◆ TASK: Those lines of the data that hold the word "LocalFile" are to be copied out.
Top of INPUT RECORDS
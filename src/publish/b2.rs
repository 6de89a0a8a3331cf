use super::{LocalFile, Publisher, Summary};
use crate::errors::*;
use crate::fetch;
use crate::hash::HashAlgo;
use crate::repo::INDEX_FILES;
use async_trait::async_trait;
use percent_encoding::{utf8_percent_encode, AsciiSet, NON_ALPHANUMERIC};
use serde::de::DeserializeOwned;
use serde::{Deserialize, Serialize};
use std::collections::BTreeMap;
use std::path::Path;
use tokio::fs;

pub const AUTHORIZE_URL: &str = "https://api.backblazeb2.com/b2api/v2/b2_authorize_account";
pub const LIST_PAGE_SIZE: u32 = 1000;
/// Placeholder b2 creates for empty folders
pub const EMPTY_MARKER: &str = ".bzEmpty";
pub const SRC_LAST_MODIFIED: &str = "src_last_modified_millis";

/// Everything but `/` and unreserved characters gets percent encoded in file names
const FILE_NAME: &AsciiSet = &NON_ALPHANUMERIC
    .remove(b'/')
    .remove(b'-')
    .remove(b'_')
    .remove(b'.')
    .remove(b'~');

#[derive(Debug)]
pub struct B2 {
    pub http: reqwest::Client,
    pub key_id: String,
    pub key: String,
    pub bucket: String,
    pub public_url: String,
    pub delete: bool,
}

#[derive(Debug, Deserialize)]
#[serde(rename_all = "camelCase")]
struct Authorization {
    account_id: String,
    authorization_token: String,
    api_url: String,
}

#[derive(Debug, Deserialize)]
#[serde(rename_all = "camelCase")]
struct BucketList {
    buckets: Vec<Bucket>,
}

#[derive(Debug, Deserialize)]
#[serde(rename_all = "camelCase")]
struct Bucket {
    bucket_id: String,
}

#[derive(Debug, Serialize)]
#[serde(rename_all = "camelCase")]
struct ListFileNames<'a> {
    bucket_id: &'a str,
    start_file_name: Option<String>,
    max_file_count: u32,
}

#[derive(Debug, Deserialize)]
#[serde(rename_all = "camelCase")]
struct FileNames {
    files: Vec<RemoteFile>,
    next_file_name: Option<String>,
}

#[derive(Debug, Clone, PartialEq, Deserialize)]
#[serde(rename_all = "camelCase")]
pub struct RemoteFile {
    pub file_name: String,
    pub content_length: u64,
    #[serde(default)]
    pub file_info: BTreeMap<String, String>,
}

impl RemoteFile {
    pub fn modified_millis(&self) -> Option<u64> {
        self.file_info.get(SRC_LAST_MODIFIED)?.parse().ok()
    }
}

#[derive(Debug, Deserialize)]
#[serde(rename_all = "camelCase")]
struct UploadUrl {
    upload_url: String,
    authorization_token: String,
}

/// What a sync run is going to do
#[derive(Debug, Default, PartialEq)]
pub struct Plan<'a> {
    pub upload: Vec<&'a LocalFile>,
    pub skip: Vec<&'a LocalFile>,
    pub hide: Vec<String>,
}

/// Packages are immutable once uploaded, index files get replaced whenever they changed
pub fn plan<'a>(local: &'a [LocalFile], remote: &BTreeMap<String, RemoteFile>, delete: bool) -> Plan<'a> {
    let mut plan = Plan::default();
    for file in local {
        let upload = match remote.get(&file.name) {
            None => true,
            Some(_) if file.is_deb() => false,
            Some(existing) => {
                existing.content_length != file.size
                    || existing.modified_millis() != Some(file.modified_millis)
            }
        };
        if upload {
            plan.upload.push(file);
        } else {
            plan.skip.push(file);
        }
    }

    if delete {
        for name in remote.keys() {
            if !local.iter().any(|file| &file.name == name) {
                plan.hide.push(name.clone());
            }
        }
    }

    plan
}

/// Remote `.deb` files that are missing locally
pub fn missing_debs<'a>(remote: &'a BTreeMap<String, RemoteFile>, repo: &Path) -> Vec<&'a str> {
    remote
        .keys()
        .filter(|name| name.ends_with(".deb"))
        .filter(|name| !repo.join(name.as_str()).exists())
        .map(String::as_str)
        .collect()
}

struct Session {
    auth: Authorization,
    bucket_id: String,
}

impl B2 {
    async fn call<T: DeserializeOwned, B: Serialize + ?Sized>(
        &self,
        session: &Session,
        api: &str,
        body: &B,
    ) -> Result<T> {
        let url = format!("{}/b2api/v2/{api}", session.auth.api_url);
        trace!("Calling b2 api {url:?}");
        let response = self
            .http
            .post(&url)
            .header("Authorization", &session.auth.authorization_token)
            .body(serde_json::to_vec(body)?)
            .send()
            .await
            .with_context(|| anyhow!("Failed to send request to {api}"))?
            .error_for_status()
            .with_context(|| anyhow!("Received http error from {api}"))?
            .bytes()
            .await?;
        let response = serde_json::from_slice(&response)
            .with_context(|| anyhow!("Failed to parse response of {api}"))?;
        Ok(response)
    }

    async fn authorize(&self) -> Result<Session> {
        debug!("Authorizing b2 account");
        let body = self
            .http
            .get(AUTHORIZE_URL)
            .basic_auth(&self.key_id, Some(&self.key))
            .send()
            .await
            .context("Failed to send b2 authorization request")?
            .error_for_status()
            .context("Failed to authorize b2 account")?
            .bytes()
            .await?;
        let auth = serde_json::from_slice::<Authorization>(&body)
            .context("Failed to parse b2 authorization")?;

        let mut session = Session {
            auth,
            bucket_id: String::new(),
        };
        let list = self
            .call::<BucketList, _>(
                &session,
                "b2_list_buckets",
                &serde_json::json!({
                    "accountId": session.auth.account_id,
                    "bucketName": self.bucket,
                }),
            )
            .await?;
        session.bucket_id = list
            .buckets
            .into_iter()
            .next()
            .with_context(|| anyhow!("Bucket not found: {:?}", self.bucket))?
            .bucket_id;
        Ok(session)
    }

    async fn list(&self, session: &Session) -> Result<BTreeMap<String, RemoteFile>> {
        let mut files = BTreeMap::new();
        let mut start_file_name = None;
        loop {
            let page = self
                .call::<FileNames, _>(
                    session,
                    "b2_list_file_names",
                    &ListFileNames {
                        bucket_id: &session.bucket_id,
                        start_file_name,
                        max_file_count: LIST_PAGE_SIZE,
                    },
                )
                .await?;
            for file in page.files {
                if file.file_name.rsplit('/').next() == Some(EMPTY_MARKER) {
                    continue;
                }
                files.insert(file.file_name.clone(), file);
            }
            match page.next_file_name {
                Some(next) => start_file_name = Some(next),
                None => break,
            }
        }
        debug!("Found {} files in bucket {:?}", files.len(), self.bucket);
        Ok(files)
    }

    async fn upload(&self, session: &Session, file: &LocalFile) -> Result<()> {
        let upload = self
            .call::<UploadUrl, _>(
                session,
                "b2_get_upload_url",
                &serde_json::json!({ "bucketId": session.bucket_id }),
            )
            .await?;

        let data = fs::read(&file.path)
            .await
            .with_context(|| anyhow!("Failed to read {:?}", file.path))?;
        let sha1 = HashAlgo::Sha1.hex_digest(&data);

        info!("Uploading {:?} ({} bytes)", file.name, data.len());
        self.http
            .post(&upload.upload_url)
            .header("Authorization", &upload.authorization_token)
            .header("X-Bz-File-Name", utf8_percent_encode(&file.name, FILE_NAME).to_string())
            .header("Content-Type", "b2/x-auto")
            .header("X-Bz-Content-Sha1", sha1)
            .header(
                format!("X-Bz-Info-{SRC_LAST_MODIFIED}"),
                file.modified_millis.to_string(),
            )
            .body(data)
            .send()
            .await
            .with_context(|| anyhow!("Failed to upload {:?}", file.name))?
            .error_for_status()
            .with_context(|| anyhow!("Received http error while uploading {:?}", file.name))?;
        Ok(())
    }

    async fn hide(&self, session: &Session, name: &str) -> Result<()> {
        info!("Hiding remote file {name:?}");
        self.call::<serde_json::Value, _>(
            session,
            "b2_hide_file",
            &serde_json::json!({ "bucketId": session.bucket_id, "fileName": name }),
        )
        .await?;
        Ok(())
    }
}

#[async_trait]
impl Publisher for B2 {
    async fn fetch(&self, repo: &Path) -> Result<()> {
        let session = self.authorize().await?;
        let remote = self.list(&session).await?;
        fs::create_dir_all(repo).await?;

        // downloads through the public url don't count against the api quota
        for name in missing_debs(&remote, repo) {
            if !super::is_plain_name(name) {
                warn!("Skipping remote file with unexpected name: {name:?}");
                continue;
            }
            let url = format!(
                "{}/{}",
                self.public_url.trim_end_matches('/'),
                utf8_percent_encode(name, FILE_NAME)
            );
            fetch::download_deb(&self.http, &url, &repo.join(name)).await?;
        }

        // the index goes last so it's newer than every package it describes
        for name in INDEX_FILES {
            let dest = repo.join(name);
            if remote.contains_key(*name) && !dest.exists() {
                let url = format!("{}/{name}", self.public_url.trim_end_matches('/'));
                fetch::download(&self.http, &url, &dest).await?;
            }
        }
        Ok(())
    }

    async fn publish(&self, repo: &Path) -> Result<Summary> {
        let session = self.authorize().await?;
        let remote = self.list(&session).await?;
        let local = super::scan_local(repo).await?;
        let plan = plan(&local, &remote, self.delete);

        let mut summary = Summary {
            skipped: plan.skip.len(),
            ..Default::default()
        };
        for file in plan.upload {
            self.upload(&session, file).await?;
            summary.uploaded += 1;
            summary.uploaded_bytes += file.size;
        }
        for name in &plan.hide {
            self.hide(&session, name).await?;
            summary.deleted += 1;
        }
        Ok(summary)
    }
}

#[cfg(test)]
mod tests {
    use super::*;
    use std::path::PathBuf;

    fn local(name: &str, size: u64, modified_millis: u64) -> LocalFile {
        LocalFile {
            name: name.to_string(),
            path: PathBuf::from("repo").join(name),
            size,
            modified_millis,
        }
    }

    fn remote(name: &str, size: u64, modified_millis: u64) -> (String, RemoteFile) {
        let mut file_info = BTreeMap::new();
        file_info.insert(SRC_LAST_MODIFIED.to_string(), modified_millis.to_string());
        (
            name.to_string(),
            RemoteFile {
                file_name: name.to_string(),
                content_length: size,
                file_info,
            },
        )
    }

    #[test]
    fn test_plan() {
        let local = vec![
            local("InRelease", 100, 2000),
            local("Packages", 50, 1000),
            local("zotero_7.0.11_amd64.deb", 10, 9999),
            local("zotero_7.0.12_amd64.deb", 10, 1000),
        ];
        let remote = BTreeMap::from([
            remote("InRelease", 100, 1000),
            remote("Packages", 50, 1000),
            remote("zotero_7.0.10_amd64.deb", 10, 1000),
            remote("zotero_7.0.11_amd64.deb", 10, 1000),
        ]);

        let plan = plan(&local, &remote, true);
        let upload = plan.upload.iter().map(|f| f.name.as_str()).collect::<Vec<_>>();
        let skip = plan.skip.iter().map(|f| f.name.as_str()).collect::<Vec<_>>();
        assert_eq!(upload, vec!["InRelease", "zotero_7.0.12_amd64.deb"]);
        assert_eq!(skip, vec!["Packages", "zotero_7.0.11_amd64.deb"]);
        assert_eq!(plan.hide, vec!["zotero_7.0.10_amd64.deb"]);
    }

    #[test]
    fn test_plan_without_delete() {
        let local = vec![local("Packages", 50, 1000)];
        let remote = BTreeMap::from([remote("Packages", 50, 1000), remote("stale.deb", 1, 1)]);
        let plan = plan(&local, &remote, false);
        assert!(plan.upload.is_empty());
        assert!(plan.hide.is_empty());
    }

    #[test]
    fn test_missing_debs() -> Result<()> {
        let dir = tempfile::tempdir()?;
        std::fs::write(dir.path().join("zotero_7.0.11_amd64.deb"), b"")?;
        let remote = BTreeMap::from([
            remote("Packages", 50, 1000),
            remote("zotero_7.0.10_amd64.deb", 10, 1000),
            remote("zotero_7.0.11_amd64.deb", 10, 1000),
        ]);
        assert_eq!(missing_debs(&remote, dir.path()), vec!["zotero_7.0.10_amd64.deb"]);
        Ok(())
    }

    #[test]
    fn test_file_name_encoding() {
        assert_eq!(
            utf8_percent_encode("by-hash/SHA256/abc", FILE_NAME).to_string(),
            "by-hash/SHA256/abc"
        );
        assert_eq!(
            utf8_percent_encode("zotero-beta_7.1.3+9a1c_amd64.deb", FILE_NAME).to_string(),
            "zotero-beta_7.1.3%2B9a1c_amd64.deb"
        );
    }

    #[test]
    fn test_parse_file_names() -> Result<()> {
        let page = serde_json::from_str::<FileNames>(
            r#"{
  "files": [
    {
      "accountId": "abc",
      "action": "upload",
      "bucketId": "def",
      "contentLength": 2153,
      "contentSha1": "dca51952447d80bd35bf631bc21f06648798b7e0",
      "contentType": "text/plain",
      "fileId": "4_z27c88f1d182b150646ff0b16_f1004ba650fe24e6b_d20150809_m012853_c100_v0009990_t0000",
      "fileInfo": { "src_last_modified_millis": "1642160794155" },
      "fileName": "InRelease",
      "uploadTimestamp": 1642160794155
    }
  ],
  "nextFileName": null
}"#,
        )?;
        assert_eq!(page.files.len(), 1);
        assert!(page.next_file_name.is_none());
        assert_eq!(page.files[0].modified_millis(), Some(1642160794155));
        Ok(())
    }
}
Bottom of INPUT RECORDS
◆ SOLVED EXERCISE:
use super::{LocalFile, Publisher, Summary};
    pub upload: Vec<&'a LocalFile>,
    pub skip: Vec<&'a LocalFile>,
pub fn plan<'a>(local: &'a [LocalFile], remote: &BTreeMap<String, RemoteFile>, delete: bool) -> Plan<'a> {
    async fn upload(&self, session: &Session, file: &LocalFile) -> Result<()> {
    fn local(name: &str, size: u64, modified_millis: u64) -> LocalFile {
        LocalFile {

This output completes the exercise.